Sexologos  n° 16

Juillet   2003 

Jacques CHAUMERON  

 

 

Chronique des 
rencontres annoncées
.

 

Couple plus très jeune, la quarantaine, installé de chaque côté de la table dans la salle d’attente, chacun le nez dans une revue. Quand ils s’installent dans le bureau, lui retire légèrement la chaise comme pour mettre un peu de distance. Recul.

Il est tout en rondeur, le visage aussi avec son sourire figé. Immobile, seuls ses yeux s’animent.
Elle parait frêle, le visage crispé. Le regard fixé au sol, seul son corps s’agite comme si elle ne trouvait pas son aise.
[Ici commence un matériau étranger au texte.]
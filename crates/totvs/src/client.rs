use async_trait::async_trait;
use sqlx::any::{AnyPoolOptions, AnyRow};
use sqlx::{AnyPool, Column, Row};

use crate::convert::{self, Record};
use crate::error::TotvsError;
use crate::models::{
    AssetGroupRecord, AssetRecord, CodeDescriptionRecord, CostCenterRecord, EmployeeRecord,
    RoleRecord,
};
use crate::source::TotvsSource;
use crate::Result;

// Every column is cast to text so rows decode the same way on any backend.

const SQL_PCODESTCIVIL: &str = r#"
    SELECT CAST(CODINTERNO AS CHAR) AS CODINTERNO, CAST(DESCRICAO AS CHAR) AS DESCRICAO
    FROM PCODESTCIVIL
"#;

const SQL_PCODSEXO: &str = r#"
    SELECT CAST(CODINTERNO AS CHAR) AS CODINTERNO, CAST(DESCRICAO AS CHAR) AS DESCRICAO
    FROM PCODSEXO
"#;

const SQL_PCODNACAO: &str = r#"
    SELECT CAST(CODINTERNO AS CHAR) AS CODINTERNO, CAST(DESCRICAO AS CHAR) AS DESCRICAO
    FROM PCODNACAO
"#;

const SQL_PCODINSTRUCAO: &str = r#"
    SELECT CAST(CODINTERNO AS CHAR) AS CODINTERNO, CAST(DESCRICAO AS CHAR) AS DESCRICAO
    FROM PCODINSTRUCAO
"#;

const SQL_GCCUSTO: &str = r#"
    SELECT
        CAST(cc.CODREDUZIDO AS CHAR) AS CODREDUZIDO,
        CAST(cc.NOME AS CHAR) AS NOME,
        CAST(cls.DESCRICAO AS CHAR) AS DESCRICAO
    FROM GCCUSTO cc
    LEFT JOIN CCLASSIFICACC cls ON cls.CODCLASSIFICA = cc.CODCLASSIFICA
    WHERE cc.CODCOLIGADA = 1
"#;

const SQL_IGRUPOPATRIMONIO: &str = r#"
    SELECT
        CAST(IDGRUPOPATRIMONIO AS CHAR) AS IDGRUPOPATRIMONIO,
        CAST(CODGRUPOPATRIMONIO AS CHAR) AS CODGRUPOPATRIMONIO,
        CAST(DESCRICAO AS CHAR) AS DESCRICAO
    FROM IGRUPOPATRIMONIO
    WHERE CODCOLIGADA = 1
"#;

const SQL_PFUNCAO: &str = r#"
    SELECT CAST(CODIGO AS CHAR) AS CODIGO, CAST(NOME AS CHAR) AS NOME
    FROM PFUNCAO
    WHERE CODCOLIGADA = 1
"#;

const SQL_IPATRIMONIO: &str = r#"
    SELECT
        CAST(p.IDPATRIMONIO AS CHAR) AS IDPATRIMONIO,
        CAST(p.DESCRICAO AS CHAR) AS DESCRICAO,
        CAST(g.DESCRICAO AS CHAR) AS TIPO,
        CAST(p.ATIVO AS CHAR) AS ATIVO,
        CAST(p.DATAAQUISICAO AS CHAR) AS DATAAQUISICAO,
        CAST(p.PATRIMONIO AS CHAR) AS PATRIMONIO,
        CAST(p.QUANTIDADE AS CHAR) AS QUANTIDADE,
        CAST(p.UNIDADE AS CHAR) AS UNIDADE,
        CAST(p.OBSERVACOES AS CHAR) AS OBSERVACOES,
        CAST(c.NOME AS CHAR) AS CENTROCUSTO,
        CAST(p.VALORBASE AS CHAR) AS VALORBASE,
        CAST(pc.SERIE AS CHAR) AS SERIE,
        CAST(pc.IMEI AS CHAR) AS IMEI,
        CAST(pc.ACESSORIOS AS CHAR) AS ACESSORIOS,
        CAST(pc.OPERADORA AS CHAR) AS OPERADORA,
        CAST(pc.SISTEMAOPERACIONAL AS CHAR) AS SISTEMAOPERACIONAL,
        CAST(pc.PACOTEOFFICE AS CHAR) AS PACOTEOFFICE,
        CAST(pc.PADRAOEQUIP AS CHAR) AS PADRAOEQUIP,
        CAST(pc.MANUT5 AS CHAR) AS LINHA,
        CAST(ga.DATAEXPIRACAO AS CHAR) AS GARANTIA,
        CAST(f.NOMEFANTASIA AS CHAR) AS FORNECEDOR,
        CAST(p.NUMERODOCUMENTO AS CHAR) AS NOTA,
        CAST(d.SALDORESIDUAL AS CHAR) AS DEPRECIACAO
    FROM IPATRIMONIO p
    LEFT JOIN IGRUPOPATRIMONIO g ON g.IDGRUPOPATRIMONIO = p.IDGRUPOPATRIMONIO
    LEFT JOIN GCCUSTO c ON c.CODCCUSTO = p.CODCENTROCUSTO
    LEFT JOIN IPATRIMONIOCOMPL pc ON pc.IDPATRIMONIO = p.IDPATRIMONIO
    LEFT JOIN IGARANTIA ga ON ga.IDPATRIMONIO = p.IDPATRIMONIO
    LEFT JOIN FCFO f ON f.CODCFO = p.CODFORNECEDOR
    LEFT JOIN (
        SELECT IDPATRIMONIO, SALDORESIDUAL
        FROM ISALDOCALCULOPATRIMONIOMOEDA
        WHERE RECMODIFIEDON = (SELECT MAX(RECMODIFIEDON) FROM ISALDOCALCULOPATRIMONIOMOEDA)
    ) d ON d.IDPATRIMONIO = p.IDPATRIMONIO
    WHERE p.CODCOLIGADA = 1
"#;

const SQL_PPESSOA: &str = r#"
    SELECT
        CAST(p.CODIGO AS CHAR) AS CODIGO,
        CAST(p.NOME AS CHAR) AS NOME,
        CAST(p.DTNASCIMENTO AS CHAR) AS DTNASCIMENTO,
        CAST(c.DESCRICAO AS CHAR) AS CIVIL,
        CAST(s.DESCRICAO AS CHAR) AS SEXO,
        CAST(n.DESCRICAO AS CHAR) AS NACIONALIDADE,
        CAST(p.RUA AS CHAR) AS RUA,
        CAST(p.NUMERO AS CHAR) AS NUMERO,
        CAST(p.COMPLEMENTO AS CHAR) AS COMPLEMENTO,
        CAST(p.BAIRRO AS CHAR) AS BAIRRO,
        CAST(p.ESTADO AS CHAR) AS ESTADO,
        CAST(p.CIDADE AS CHAR) AS CIDADE,
        CAST(p.CEP AS CHAR) AS CEP,
        CAST(p.PAIS AS CHAR) AS PAIS,
        CAST(p.CPF AS CHAR) AS CPF,
        CAST(p.TELEFONE1 AS CHAR) AS TELEFONE1,
        CAST(p.CARTIDENTIDADE AS CHAR) AS CARTIDENTIDADE,
        CAST(p.EMAIL AS CHAR) AS EMAIL,
        CAST(pf.NOME AS CHAR) AS CARGO,
        CAST(cs.DESCRICAO AS CHAR) AS SITUACAO,
        CAST(f.DATAADMISSAO AS CHAR) AS ADMISSAO,
        CAST(f.CHAPA AS CHAR) AS MATRICULA,
        CAST(i.DESCRICAO AS CHAR) AS ESCOLARIDADE
    FROM PPESSOA p
    LEFT JOIN PCODESTCIVIL c ON c.CODINTERNO = p.ESTADOCIVIL
    LEFT JOIN PCODSEXO s ON s.CODINTERNO = p.SEXO
    LEFT JOIN PCODNACAO n ON n.CODINTERNO = p.NACIONALIDADE
    LEFT JOIN PFUNC f ON f.CODPESSOA = p.CODIGO
    LEFT JOIN PFUNCAO pf ON pf.CODIGO = f.CODFUNCAO
    LEFT JOIN PCODSITUACAO cs ON cs.CODCLIENTE = f.CODSITUACAO
    LEFT JOIN PCODINSTRUCAO i ON i.CODINTERNO = p.GRAUINSTRUCAO
"#;

#[derive(Debug, Clone, Copy, PartialEq, Eq)]
enum Backend {
    MySql,
    Sqlite,
}

impl Backend {
    fn from_url(url: &str) -> Result<Self> {
        if url.starts_with("mysql:") || url.starts_with("mariadb:") {
            Ok(Self::MySql)
        } else if url.starts_with("sqlite:") {
            Ok(Self::Sqlite)
        } else {
            Err(TotvsError::UnsupportedUrl(
                url.split(':').next().unwrap_or_default().to_string(),
            ))
        }
    }

    fn version_query(self) -> &'static str {
        match self {
            Self::MySql => "SELECT VERSION()",
            Self::Sqlite => "SELECT sqlite_version()",
        }
    }

    fn max_connections(self) -> u32 {
        match self {
            Self::MySql => 4,
            // An in-memory mirror only exists on its own connection.
            Self::Sqlite => 1,
        }
    }
}

/// ERP client over a MySQL (or SQLite) mirror of the TOTVS tables.
pub struct TotvsClient {
    pool: AnyPool,
    backend: Backend,
}

impl TotvsClient {
    /// Connect to the ERP database.
    pub async fn connect(url: &str) -> Result<Self> {
        let backend = Backend::from_url(url)?;
        sqlx::any::install_default_drivers();

        let pool = AnyPoolOptions::new()
            .max_connections(backend.max_connections())
            .connect(url)
            .await?;

        tracing::debug!("Connected to ERP database ({:?})", backend);

        Ok(Self { pool, backend })
    }

    /// Underlying pool.
    pub fn pool(&self) -> &AnyPool {
        &self.pool
    }

    async fn fetch(&self, sql: &str) -> Result<Vec<Record>> {
        let rows = sqlx::query(sql).fetch_all(&self.pool).await?;
        rows.iter().map(to_record).collect()
    }

    async fn fetch_as<T>(&self, sql: &str, convert: fn(&Record) -> Option<T>) -> Result<Vec<T>> {
        let records = self.fetch(sql).await?;
        let total = records.len();
        let converted: Vec<T> = records.iter().filter_map(convert).collect();

        if converted.len() < total {
            tracing::warn!(
                "Skipped {} ERP rows without a code",
                total - converted.len()
            );
        }

        Ok(converted)
    }
}

fn to_record(row: &AnyRow) -> Result<Record> {
    let mut record = Record::new();
    for column in row.columns() {
        let value: Option<String> = row.try_get(column.ordinal())?;
        if let Some(value) = value {
            record.insert(column.name(), value);
        }
    }
    Ok(record)
}

#[async_trait]
impl TotvsSource for TotvsClient {
    async fn version(&self) -> Result<String> {
        let version: String = sqlx::query_scalar(self.backend.version_query())
            .fetch_one(&self.pool)
            .await?;
        Ok(version)
    }

    async fn asset_groups(&self) -> Result<Vec<AssetGroupRecord>> {
        self.fetch_as(SQL_IGRUPOPATRIMONIO, convert::asset_group).await
    }

    async fn marital_statuses(&self) -> Result<Vec<CodeDescriptionRecord>> {
        self.fetch_as(SQL_PCODESTCIVIL, convert::code_description).await
    }

    async fn genders(&self) -> Result<Vec<CodeDescriptionRecord>> {
        self.fetch_as(SQL_PCODSEXO, convert::code_description).await
    }

    async fn nationalities(&self) -> Result<Vec<CodeDescriptionRecord>> {
        self.fetch_as(SQL_PCODNACAO, convert::code_description).await
    }

    async fn cost_centers(&self) -> Result<Vec<CostCenterRecord>> {
        self.fetch_as(SQL_GCCUSTO, convert::cost_center).await
    }

    async fn roles(&self) -> Result<Vec<RoleRecord>> {
        self.fetch_as(SQL_PFUNCAO, convert::role).await
    }

    async fn educational_levels(&self) -> Result<Vec<CodeDescriptionRecord>> {
        self.fetch_as(SQL_PCODINSTRUCAO, convert::code_description)
            .await
    }

    async fn assets(&self) -> Result<Vec<AssetRecord>> {
        self.fetch_as(SQL_IPATRIMONIO, convert::asset).await
    }

    async fn employees(&self) -> Result<Vec<EmployeeRecord>> {
        self.fetch_as(SQL_PPESSOA, convert::employee).await
    }
}

#[cfg(test)]
mod tests {
    use super::*;

    async fn memory_client() -> TotvsClient {
        TotvsClient::connect("sqlite::memory:").await.unwrap()
    }

    #[test]
    fn test_backend_from_url() {
        assert_eq!(
            Backend::from_url("mysql://u:p@host/db").unwrap(),
            Backend::MySql
        );
        assert_eq!(Backend::from_url("sqlite::memory:").unwrap(), Backend::Sqlite);
        assert!(matches!(
            Backend::from_url("mssql://host/db"),
            Err(TotvsError::UnsupportedUrl(scheme)) if scheme == "mssql"
        ));
    }

    #[tokio::test]
    async fn test_version() {
        let client = memory_client().await;
        let version = client.version().await.unwrap();
        assert!(version.starts_with('3'));
    }

    #[tokio::test]
    async fn test_genders_from_mirror() {
        let client = memory_client().await;
        sqlx::query("CREATE TABLE PCODSEXO (CODINTERNO TEXT, DESCRICAO TEXT)")
            .execute(client.pool())
            .await
            .unwrap();
        sqlx::query(
            "INSERT INTO PCODSEXO VALUES ('M', 'Masculino'), ('F', ' Feminino '), (NULL, 'Sem código')",
        )
        .execute(client.pool())
        .await
        .unwrap();

        let genders = client.genders().await.unwrap();
        assert_eq!(genders.len(), 2);
        assert!(genders
            .iter()
            .any(|g| g.code == "F" && g.description == "Feminino"));
    }

    #[tokio::test]
    async fn test_cost_centers_numeric_codes() {
        let client = memory_client().await;
        for sql in [
            "CREATE TABLE GCCUSTO (CODREDUZIDO INTEGER, NOME TEXT, CODCLASSIFICA TEXT, CODCOLIGADA INTEGER)",
            "CREATE TABLE CCLASSIFICACC (CODCLASSIFICA TEXT, DESCRICAO TEXT)",
            "INSERT INTO CCLASSIFICACC VALUES ('A', 'Administrativo')",
            "INSERT INTO GCCUSTO VALUES (101, 'TI', 'A', 1), (102, 'RH', NULL, 1), (900, 'Outra', NULL, 2)",
        ] {
            sqlx::query(sql).execute(client.pool()).await.unwrap();
        }

        let mut centers = client.cost_centers().await.unwrap();
        centers.sort_by(|a, b| a.code.cmp(&b.code));

        assert_eq!(centers.len(), 2);
        assert_eq!(centers[0].code, "101");
        assert_eq!(centers[0].classification.as_deref(), Some("Administrativo"));
        assert_eq!(centers[1].classification, None);
    }
}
Le silence d’abord pour souligner la difficulté de cette rencontre. Puis c’est elle qui commence.
Elle parle de ces années de psychothérapie qui l’ont fait se retrouver un peu , rompre avec cette douleur et toute ces marottes et vérifications qu’elle avait mises en place pour se détourner de la souffrance.
Il dit son attente, son impression d’inutilité durant toutes ses années. Être là sans ne pouvoir rien faire.
Elle renchérit sur l’impuissance qu’elle ressent à redevenir ce qu’elle était avant, avec lui. Sur ce désir perdu, ce “pas envie d’avoir envie”.
Il dit son impatience toujours plus grande, son alanguissement, mais ses sentiments aussi qu’il ressent à son égard, intacts.
Elle insiste sur son agacement quand il la touche, son corps qui se replie, cette contrainte qu’elle éprouve alors. Sentiment de panique et de dégoût.
Il parle de ses précautions, de ces approches timides qui deviennent presque honteuses avec le temps qui passe. De ses frustrations, du fait qu’il ne se sent plus un homme. Plus son homme.
Elle dit qu’il faut encore du temps. Peut-être.
Il précise que ça fait dix sept ans déjà. L’âge qu’a leur dernière fille. Juste après la naissance il avait senti le changement.
Elle ajoute que deux mois avant cette naissance son père était mort; une mort brutale avec laquelle elle vit depuis. Un suicide; une pendaison.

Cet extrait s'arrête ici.